§ PROMPT
Check every line of the data for the string "next" and copy the ones that have it.

§ GIVEN ENTRIES
┏━━

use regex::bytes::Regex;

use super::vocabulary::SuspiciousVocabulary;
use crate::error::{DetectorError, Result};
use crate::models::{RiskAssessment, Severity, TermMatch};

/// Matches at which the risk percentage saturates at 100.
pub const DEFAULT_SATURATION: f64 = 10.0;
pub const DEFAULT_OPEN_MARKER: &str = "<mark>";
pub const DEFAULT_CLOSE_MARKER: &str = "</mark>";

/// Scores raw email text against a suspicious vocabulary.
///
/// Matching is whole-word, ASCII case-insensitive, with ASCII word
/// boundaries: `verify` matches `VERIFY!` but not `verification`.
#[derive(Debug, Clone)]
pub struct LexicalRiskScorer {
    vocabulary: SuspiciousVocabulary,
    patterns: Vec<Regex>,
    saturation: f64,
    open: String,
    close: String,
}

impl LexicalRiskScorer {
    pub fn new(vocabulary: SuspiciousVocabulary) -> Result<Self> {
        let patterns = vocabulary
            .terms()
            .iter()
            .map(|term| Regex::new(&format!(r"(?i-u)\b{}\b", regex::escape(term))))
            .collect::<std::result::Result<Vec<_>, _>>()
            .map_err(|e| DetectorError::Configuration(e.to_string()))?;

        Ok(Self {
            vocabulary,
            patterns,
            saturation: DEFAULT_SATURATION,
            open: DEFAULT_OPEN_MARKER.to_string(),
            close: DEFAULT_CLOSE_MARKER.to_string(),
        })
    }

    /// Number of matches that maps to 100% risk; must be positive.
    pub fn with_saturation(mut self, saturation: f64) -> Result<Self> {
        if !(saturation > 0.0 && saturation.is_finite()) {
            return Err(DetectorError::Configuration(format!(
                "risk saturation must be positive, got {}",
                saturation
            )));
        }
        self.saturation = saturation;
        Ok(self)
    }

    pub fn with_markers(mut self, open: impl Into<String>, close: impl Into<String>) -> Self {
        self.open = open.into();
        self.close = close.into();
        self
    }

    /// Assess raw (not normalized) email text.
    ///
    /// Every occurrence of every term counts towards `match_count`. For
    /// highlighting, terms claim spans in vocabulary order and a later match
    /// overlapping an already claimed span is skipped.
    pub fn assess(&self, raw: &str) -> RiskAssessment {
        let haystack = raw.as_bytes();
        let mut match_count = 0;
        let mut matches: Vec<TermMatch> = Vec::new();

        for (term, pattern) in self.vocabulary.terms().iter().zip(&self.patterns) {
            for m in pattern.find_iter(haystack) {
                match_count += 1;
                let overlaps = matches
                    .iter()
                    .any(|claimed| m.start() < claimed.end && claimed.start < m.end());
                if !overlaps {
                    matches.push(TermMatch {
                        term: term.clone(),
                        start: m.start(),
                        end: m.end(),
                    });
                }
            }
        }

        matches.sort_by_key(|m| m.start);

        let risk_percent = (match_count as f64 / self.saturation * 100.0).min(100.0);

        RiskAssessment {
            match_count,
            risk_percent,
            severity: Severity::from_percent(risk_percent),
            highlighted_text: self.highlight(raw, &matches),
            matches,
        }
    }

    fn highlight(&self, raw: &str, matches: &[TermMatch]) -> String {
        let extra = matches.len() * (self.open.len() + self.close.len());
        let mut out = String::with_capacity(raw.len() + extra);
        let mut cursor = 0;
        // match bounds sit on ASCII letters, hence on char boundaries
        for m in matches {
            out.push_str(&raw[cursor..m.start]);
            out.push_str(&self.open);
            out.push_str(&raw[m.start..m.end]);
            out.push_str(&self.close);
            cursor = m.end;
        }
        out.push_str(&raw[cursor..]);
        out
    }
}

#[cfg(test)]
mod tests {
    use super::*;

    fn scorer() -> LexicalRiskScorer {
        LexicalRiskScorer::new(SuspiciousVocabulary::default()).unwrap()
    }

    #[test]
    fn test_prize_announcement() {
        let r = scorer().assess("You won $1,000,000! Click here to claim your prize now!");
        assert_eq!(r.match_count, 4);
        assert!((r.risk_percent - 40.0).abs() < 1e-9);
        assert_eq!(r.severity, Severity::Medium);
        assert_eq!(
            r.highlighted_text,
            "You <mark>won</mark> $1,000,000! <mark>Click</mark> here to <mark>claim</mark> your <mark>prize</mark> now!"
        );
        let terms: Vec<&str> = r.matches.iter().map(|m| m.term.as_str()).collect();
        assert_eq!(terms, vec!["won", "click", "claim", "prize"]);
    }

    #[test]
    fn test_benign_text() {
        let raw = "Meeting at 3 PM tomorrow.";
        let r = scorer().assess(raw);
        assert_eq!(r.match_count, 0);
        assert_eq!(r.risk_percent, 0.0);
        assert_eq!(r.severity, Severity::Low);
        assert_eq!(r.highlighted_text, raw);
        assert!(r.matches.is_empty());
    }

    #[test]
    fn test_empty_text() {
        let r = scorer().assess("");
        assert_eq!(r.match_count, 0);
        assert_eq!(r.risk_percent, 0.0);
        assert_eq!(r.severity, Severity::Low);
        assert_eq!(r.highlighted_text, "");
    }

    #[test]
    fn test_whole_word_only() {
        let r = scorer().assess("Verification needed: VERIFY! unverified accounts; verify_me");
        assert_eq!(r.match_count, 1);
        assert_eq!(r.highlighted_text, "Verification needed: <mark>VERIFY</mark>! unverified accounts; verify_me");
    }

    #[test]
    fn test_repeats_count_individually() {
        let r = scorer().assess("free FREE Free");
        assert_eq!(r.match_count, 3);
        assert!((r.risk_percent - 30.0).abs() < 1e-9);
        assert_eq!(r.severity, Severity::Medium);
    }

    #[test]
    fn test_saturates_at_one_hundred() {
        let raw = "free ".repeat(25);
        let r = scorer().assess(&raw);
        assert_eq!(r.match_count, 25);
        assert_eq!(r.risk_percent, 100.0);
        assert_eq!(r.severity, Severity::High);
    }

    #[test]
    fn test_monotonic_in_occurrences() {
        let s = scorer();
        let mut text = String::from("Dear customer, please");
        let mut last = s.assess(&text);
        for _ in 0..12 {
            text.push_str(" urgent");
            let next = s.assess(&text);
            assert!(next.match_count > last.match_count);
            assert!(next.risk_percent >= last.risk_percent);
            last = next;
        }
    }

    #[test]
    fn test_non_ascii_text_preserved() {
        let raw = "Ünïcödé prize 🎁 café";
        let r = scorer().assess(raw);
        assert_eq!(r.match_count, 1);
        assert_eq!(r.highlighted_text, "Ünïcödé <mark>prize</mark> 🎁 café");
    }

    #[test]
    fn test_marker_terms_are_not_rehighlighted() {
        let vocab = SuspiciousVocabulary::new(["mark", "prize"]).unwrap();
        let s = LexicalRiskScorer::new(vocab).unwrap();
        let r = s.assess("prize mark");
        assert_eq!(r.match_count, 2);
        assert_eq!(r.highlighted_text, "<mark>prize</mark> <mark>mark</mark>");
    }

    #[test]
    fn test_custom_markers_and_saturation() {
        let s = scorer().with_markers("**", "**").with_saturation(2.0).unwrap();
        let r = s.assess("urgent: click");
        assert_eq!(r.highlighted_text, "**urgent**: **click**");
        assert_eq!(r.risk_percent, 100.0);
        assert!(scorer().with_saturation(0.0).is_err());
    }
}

┗━━

§ ANSWER BELOW
            let next = s.assess(&text);
            assert!(next.match_count > last.match_count);
            assert!(next.risk_percent >= last.risk_percent);
            last = next;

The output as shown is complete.